11. On the same analogy, in this case also, as the Disciplinary Authority has failed to furnish show-cause notice containing its dissenting views to the workman, the proper course that the Labour Court would have adopted was to issue direction to the Disciplinary Authority for fresh enquiry from the stage of supply of show-cause notice and order for reinstatement of dismissed-workman into service for the limited purpose of completing enquiry.

The aforesaid Constitution Bench judgment of the Apex Court is followed in the case of N, T. C. (WBAB and O) Limited and Anr. v.
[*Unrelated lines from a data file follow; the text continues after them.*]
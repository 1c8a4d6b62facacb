//! Batch packer.
//!
//! Splits into two independent concerns: [`BatchPacker`] decides *when*
//! enough pending entries have accumulated to flush, driven by a
//! [`BatchPolicy`]; [`encode_batch`]/[`decode_batch`] define the
//! self-describing wire format a flushed batch is packed into before it
//! becomes a single `Block` payload (`BlockKind::EmailBatch`).
//!
//! # Wire format
//! ```text
//! [header_len: u32 LE]           0 unless a SmartBatch JSON header is present
//! [header bytes]                 present iff header_len > 0
//! [count: u32 LE]
//! repeated `count` times:
//!   [entry_id: i64 LE] [length: u32 LE] [entry bytes]
//! ```
//! A `FLAG_COMPRESSED_BATCH` block wraps the whole thing above behind
//! `[algorithm: u8][uncompressed_len: u32 LE][compressed bytes]` so the
//! inner format never has to know it was compressed.

use crate::block::{Block, BlockKind, PayloadEncoding, FLAG_BATCH, FLAG_COMPRESSED_BATCH, FLAG_SMART_BATCH};
use crate::codec::{self, Algorithm};
use crate::error::{BlockError, Result};
use std::sync::Mutex;

/// The three size tiers `Adaptive` picks from.
const ADAPTIVE_TIERS: [usize; 3] = [512 * 1024, 1024 * 1024, 2 * 1024 * 1024];

/// Governs when [`BatchPacker::offer`] decides a pending batch is ready
/// to flush.
#[derive(Debug, Clone, Copy)]
pub enum BatchPolicy {
    /// Flush as soon as accumulated payload bytes reach `max_bytes`.
    SizeBased { max_bytes: usize },
    /// Flush once the oldest pending entry is `max_age_ms` old.
    TimeBased { max_age_ms: i64 },
    /// Flush on whichever of the two limits trips first.
    Hybrid { max_bytes: usize, max_age_ms: i64 },
    /// Look ahead at the first `lookahead` payloads of a new batch,
    /// average their size, and pick a target from `{512 KiB, 1 MiB,
    /// 2 MiB}` before falling back to ordinary size-based flushing with
    /// that target. Payloads averaging under 1 KiB pick the smallest
    /// tier, under 4 KiB the middle tier, otherwise the largest.
    Adaptive { lookahead: usize },
}

struct PendingState {
    entries: Vec<(i64, Vec<u8>)>,
    total_bytes: usize,
    opened_at: Option<i64>,
    /// Set once `Adaptive` has seen `lookahead` entries and picked a tier.
    adaptive_target: Option<usize>,
}

impl PendingState {
    fn new() -> Self {
        Self { entries: Vec::new(), total_bytes: 0, opened_at: None, adaptive_target: None }
    }

    fn take(&mut self) -> Vec<(i64, Vec<u8>)> {
        self.total_bytes = 0;
        self.opened_at = None;
        self.adaptive_target = None;
        std::mem::take(&mut self.entries)
    }
}

fn adaptive_tier_for_average(avg_payload_size: usize) -> usize {
    if avg_payload_size < 1024 {
        ADAPTIVE_TIERS[0]
    } else if avg_payload_size < 4096 {
        ADAPTIVE_TIERS[1]
    } else {
        ADAPTIVE_TIERS[2]
    }
}

/// Accumulates `(id, bytes)` entries and tells the caller when to flush
/// them into a packed batch, per `policy`.
pub struct BatchPacker {
    policy: BatchPolicy,
    state: Mutex<PendingState>,
}

impl BatchPacker {
    pub fn new(policy: BatchPolicy) -> Self {
        Self { policy, state: Mutex::new(PendingState::new()) }
    }

    /// Offer one entry. Returns the entries to pack now if the policy's
    /// threshold has just been crossed, otherwise `None` (the entry was
    /// absorbed into the pending batch).
    pub fn offer(&self, id: i64, bytes: Vec<u8>, now: i64) -> Option<Vec<(i64, Vec<u8>)>> {
        let mut state = self.state.lock().expect("batch packer mutex poisoned");
        if state.opened_at.is_none() {
            state.opened_at = Some(now);
        }
        state.total_bytes += bytes.len();
        state.entries.push((id, bytes));

        if let BatchPolicy::Adaptive { lookahead } = self.policy {
            if state.adaptive_target.is_none() && state.entries.len() >= lookahead {
                let avg = state.total_bytes / state.entries.len().max(1);
                state.adaptive_target = Some(adaptive_tier_for_average(avg));
            }
        }

        if self.should_flush(&state, now) {
            Some(state.take())
        } else {
            None
        }
    }

    fn should_flush(&self, state: &PendingState, now: i64) -> bool {
        let opened_at = state.opened_at.unwrap_or(now);
        match self.policy {
            BatchPolicy::SizeBased { max_bytes } => state.total_bytes >= max_bytes,
            BatchPolicy::TimeBased { max_age_ms } => now - opened_at >= max_age_ms,
            BatchPolicy::Hybrid { max_bytes, max_age_ms } => {
                state.total_bytes >= max_bytes || now - opened_at >= max_age_ms
            }
            BatchPolicy::Adaptive { .. } => match state.adaptive_target {
                Some(target) => state.total_bytes >= target,
                None => false,
            },
        }
    }

    /// Force-flush whatever is pending regardless of policy thresholds
    /// (used when closing a writer that must not lose buffered entries).
    pub fn flush(&self) -> Vec<(i64, Vec<u8>)> {
        self.state.lock().expect("batch packer mutex poisoned").take()
    }

    pub fn pending_len(&self) -> usize {
        self.state.lock().expect("batch packer mutex poisoned").entries.len()
    }
}

fn algorithm_to_u8(alg: Algorithm) -> u8 {
    match alg {
        Algorithm::None => 0,
        Algorithm::Gzip => 1,
        Algorithm::Zstd => 2,
        Algorithm::Brotli => 3,
        Algorithm::Lz4 => 4,
    }
}

fn algorithm_from_u8(b: u8) -> Result<Algorithm> {
    Ok(match b {
        0 => Algorithm::None,
        1 => Algorithm::Gzip,
        2 => Algorithm::Zstd,
        3 => Algorithm::Brotli,
        4 => Algorithm::Lz4,
        other => return Err(BlockError::Integrity(format!("unknown batch compression algorithm tag {other}"))),
    })
}

fn encode_inner(entries: &[(i64, Vec<u8>)], smart_header: Option<&[u8]>) -> Vec<u8> {
    let mut out = Vec::new();
    let header_len = smart_header.map_or(0, |h| h.len());
    out.extend_from_slice(&(header_len as u32).to_le_bytes());
    if let Some(h) = smart_header {
        out.extend_from_slice(h);
    }
    out.extend_from_slice(&(entries.len() as u32).to_le_bytes());
    for (id, bytes) in entries {
        out.extend_from_slice(&id.to_le_bytes());
        out.extend_from_slice(&(bytes.len() as u32).to_le_bytes());
        out.extend_from_slice(bytes);
    }
    out
}

/// Decoded batch contents, ready for the caller to act on.
#[derive(Debug, Clone, PartialEq, Eq)]
pub struct DecodedBatch {
    pub smart_header: Option<Vec<u8>>,
    pub entries: Vec<(i64, Vec<u8>)>,
}

fn decode_inner(bytes: &[u8]) -> Result<DecodedBatch> {
    if bytes.len() < 4 {
        return Err(BlockError::Integrity("batch payload too short for header length".into()));
    }
    let header_len = u32::from_le_bytes(bytes[0..4].try_into().unwrap()) as usize;
    let mut pos = 4;
    let smart_header = if header_len > 0 {
        let h = bytes
            .get(pos..pos + header_len)
            .ok_or_else(|| BlockError::Integrity("batch header length exceeds payload".into()))?
            .to_vec();
        pos += header_len;
        Some(h)
    } else {
        None
    };

    let count = u32::from_le_bytes(
        bytes
            .get(pos..pos + 4)
            .ok_or_else(|| BlockError::Integrity("batch payload truncated before entry count".into()))?
            .try_into()
            .unwrap(),
    ) as usize;
    pos += 4;

    let mut entries = Vec::with_capacity(count);
    for _ in 0..count {
        let id_bytes = bytes
            .get(pos..pos + 8)
            .ok_or_else(|| BlockError::Integrity("batch payload truncated before entry id".into()))?;
        let id = i64::from_le_bytes(id_bytes.try_into().unwrap());
        pos += 8;
        let len = u32::from_le_bytes(
            bytes
                .get(pos..pos + 4)
                .ok_or_else(|| BlockError::Integrity("batch payload truncated before entry length".into()))?
                .try_into()
                .unwrap(),
        ) as usize;
        pos += 4;
        let data = bytes
            .get(pos..pos + len)
            .ok_or_else(|| BlockError::Integrity("batch entry length exceeds payload".into()))?
            .to_vec();
        pos += len;
        entries.push((id, data));
    }

    Ok(DecodedBatch { smart_header, entries })
}

/// Pack `entries` into a single block payload, returning the payload
/// bytes and the flags byte that must be set on the `Block` carrying it.
pub fn encode_batch(
    entries: &[(i64, Vec<u8>)],
    smart_header: Option<&[u8]>,
    compress: Option<Algorithm>,
) -> Result<(Vec<u8>, u8)> {
    let inner = encode_inner(entries, smart_header);

    match compress {
        None => {
            let flags = if smart_header.is_some() { FLAG_SMART_BATCH } else { FLAG_BATCH };
            Ok((inner, flags))
        }
        Some(alg) => {
            let codec = codec::get_codec(alg);
            let compressed = codec
                .compress(&inner)
                .map_err(|e| BlockError::Integrity(e.to_string()))?;
            let mut out = Vec::with_capacity(compressed.len() + 5);
            out.push(algorithm_to_u8(alg));
            out.extend_from_slice(&(inner.len() as u32).to_le_bytes());
            out.extend_from_slice(&compressed);
            Ok((out, FLAG_COMPRESSED_BATCH))
        }
    }
}

/// Inverse of [`encode_batch`]. `flags` must be the batch flag byte the
/// carrying `Block` was written with.
pub fn decode_batch(payload: &[u8], flags: u8) -> Result<DecodedBatch> {
    if flags == FLAG_COMPRESSED_BATCH {
        if payload.len() < 5 {
            return Err(BlockError::Integrity("compressed batch payload too short".into()));
        }
        let alg = algorithm_from_u8(payload[0])?;
        let uncompressed_len = u32::from_le_bytes(payload[1..5].try_into().unwrap()) as usize;
        let codec = codec::get_codec(alg);
        let inner = codec
            .decompress(&payload[5..])
            .map_err(|e| BlockError::Integrity(e.to_string()))?;
        if inner.len() != uncompressed_len {
            return Err(BlockError::Integrity(format!(
                "decompressed batch length {} does not match declared length {}",
                inner.len(),
                uncompressed_len
            )));
        }
        decode_inner(&inner)
    } else {
        decode_inner(payload)
    }
}

/// Convenience: build the full `Block` (kind `EmailBatch`) for a packed
/// batch in one call.
pub fn build_batch_block(
    entries: &[(i64, Vec<u8>)],
    smart_header: Option<&[u8]>,
    compress: Option<Algorithm>,
    timestamp: i64,
    block_id: i64,
) -> Result<Block> {
    let (payload, flags) = encode_batch(entries, smart_header, compress)?;
    Ok(Block::new(BlockKind::EmailBatch, flags, PayloadEncoding::RawBytes, timestamp, block_id, payload))
}

#[cfg(test)]
mod tests {
    use super::*;

    #[test]
    fn size_based_flushes_once_threshold_crossed() {
        let packer = BatchPacker::new(BatchPolicy::SizeBased { max_bytes: 10 });
        assert!(packer.offer(1, vec![0u8; 4], 0).is_none());
        assert!(packer.offer(2, vec![0u8; 4], 0).is_none());
        let flushed = packer.offer(3, vec![0u8; 4], 0).unwrap();
        assert_eq!(flushed.len(), 3);
        assert_eq!(packer.pending_len(), 0);
    }

    #[test]
    fn time_based_flushes_once_age_exceeded() {
        let packer = BatchPacker::new(BatchPolicy::TimeBased { max_age_ms: 1000 });
        assert!(packer.offer(1, vec![1], 0).is_none());
        assert!(packer.offer(2, vec![2], 500).is_none());
        let flushed = packer.offer(3, vec![3], 1500).unwrap();
        assert_eq!(flushed.len(), 3);
    }

    #[test]
    fn adaptive_picks_smallest_tier_for_small_average_payloads() {
        let packer = BatchPacker::new(BatchPolicy::Adaptive { lookahead: 2 });
        // Average well under 1 KiB selects the 512 KiB tier; nothing
        // flushes until that many bytes have actually accumulated.
        assert!(packer.offer(1, vec![0u8; 10], 0).is_none());
        assert!(packer.offer(2, vec![0u8; 10], 0).is_none(), "tier chosen but target not yet reached");
        let mut total = 20usize;
        let mut next_id = 3i64;
        let mut flushed = None;
        while flushed.is_none() {
            total += 4096;
            flushed = packer.offer(next_id, vec![0u8; 4096], 0);
            next_id += 1;
            assert!(total < 10_000_000, "adaptive tier never reached, test runaway");
        }
        assert!(flushed.unwrap().len() >= 2);
    }

    #[test]
    fn adaptive_picks_larger_tier_for_large_average_payloads() {
        let packer = BatchPacker::new(BatchPolicy::Adaptive { lookahead: 2 });
        assert!(packer.offer(1, vec![0u8; 8192], 0).is_none());
        let flushed = packer.offer(2, vec![0u8; 8192], 0);
        // Two 8 KiB entries (16 KiB) are nowhere near the chosen 2 MiB tier.
        assert!(flushed.is_none());
    }

    #[test]
    fn explicit_flush_returns_partial_batch() {
        let packer = BatchPacker::new(BatchPolicy::SizeBased { max_bytes: 1_000_000 });
        packer.offer(1, vec![1, 2, 3], 0);
        let flushed = packer.flush();
        assert_eq!(flushed.len(), 1);
        assert_eq!(packer.pending_len(), 0);
    }

    #[test]
    fn plain_batch_round_trips() {
        let entries = vec![(1i64, b"hello".to_vec()), (2i64, b"world".to_vec())];
        let (payload, flags) = encode_batch(&entries, None, None).unwrap();
        assert_eq!(flags, FLAG_BATCH);
        let decoded = decode_batch(&payload, flags).unwrap();
        assert_eq!(decoded.smart_header, None);
        assert_eq!(decoded.entries, entries);
    }

    #[test]
    fn smart_batch_round_trips_with_header() {
        let entries = vec![(1i64, b"a".to_vec())];
        let header = br#"{"folder":"inbox"}"#;
        let (payload, flags) = encode_batch(&entries, Some(header), None).unwrap();
        assert_eq!(flags, FLAG_SMART_BATCH);
        let decoded = decode_batch(&payload, flags).unwrap();
        assert_eq!(decoded.smart_header.as_deref(), Some(header.as_ref()));
        assert_eq!(decoded.entries, entries);
    }

    #[test]
    fn compressed_batch_round_trips() {
        let entries: Vec<(i64, Vec<u8>)> = (0..20).map(|i| (i, b"repeated payload bytes ".repeat(20))).collect();
        let (payload, flags) = encode_batch(&entries, None, Some(Algorithm::Zstd)).unwrap();
        assert_eq!(flags, FLAG_COMPRESSED_BATCH);
        let uncompressed_len = encode_inner(&entries, None).len();
        assert!(payload.len() < uncompressed_len, "compressed batch should be smaller");
        let decoded = decode_batch(&payload, flags).unwrap();
        assert_eq!(decoded.entries, entries);
    }

    #[test]
    fn build_batch_block_sets_email_batch_kind() {
        let entries = vec![(1i64, b"x".to_vec())];
        let block = build_batch_block(&entries, None, None, 1000, 42).unwrap();
        assert_eq!(block.kind, BlockKind::EmailBatch);
        assert!(block.is_batch());
        assert_eq!(block.block_id, 42);
    }

    #[test]
    fn truncated_batch_payload_is_rejected() {
        let entries = vec![(1i64, b"hello".to_vec())];
        let (mut payload, flags) = encode_batch(&entries, None, None).unwrap();
        payload.truncate(payload.len() - 2);
        assert!(decode_batch(&payload, flags).is_err());
    }
}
Anjan K. Saha , wherein it is observed thus:

Therefore, the impugned orders of the High Court to the extent they direct reinstatement in service of the respondent with full monetary dues are set aside. It is directed that in accordance with the legal position explained in para 31 of the case of B. Karunakar there would be a formal reinstatement of the employee for the limited purpose of enabling the employer to proceed with the enquiry from the stage of furnishing him with the copy of the enquiry report. The employer can place him under suspension for completing the enquiry. After conclusion of the enquiry in the manner as directed in the case of B. Karunakar, if the employee is exonerated, the authority shall decide according to law how the intervening period from the date of his dismissal to the date of his reinstatement shall be treated and what consequential benefits should be granted. If on the contrary, the employee is found to be guilty, before taking final decision he should be heard on the proposed penalty in accordance with Clause 14(4)(c) of the Industrial Employment (Standing Orders) Central Rules, 1946 on the quantum of punishment.

12. In view of the dictum laid down in the judgments cited supra, the Labour Court is not justified in directing the Corporation to reinstate the respondent-workman into service with consequential benefits and hence the same is liable to be set aside. Looking to the totality of the facts and circumstances of the case in my considered opinion interest of justice would be met if the Disciplinary Authority is directed to continue the proceedings from the stage of supply of show-cause notice by issuing fresh show-cause notice and till then, the workman shall be reinstated for the limited purpose for completing enquiry. In view of the aforesaid reasons, the following order is made.

The order of dismissal passed by the Disciplinary Authority bearing No. BMTC/CO/C-25/Depot/3/4416/2000-01, dated 20-1-2001 as well as the award dated 6-12-2004 passed by the third Additional Labour Court, Bangalore in I.D. No. 25 of 2001 vide Annexures-L and Q respectively are quashed. The Disciplinary Authority of the petitioner-Corporation is directed to continue with the enquiry from the stage of issue of show-cause notice by issuing fresh show-cause notice along with the dissenting views and thereafter proceed in accordance with law.

The workman shall be reinstated into service in the meanwhile for the limited purpose of completing the enquiry. After conclusion of the enquiry, if the worker is exonerated, the authority shall decide about the consequential benefits to be granted in favour of the workman. If on the contrary, the workman is found to be guilty of charges levelled against him, it is open for the Disciplinary Authority to impose punishment on him in accordance with law, without being influenced by any of the observations made during the course of this order.

Both the writ petitions are disposed of accordingly.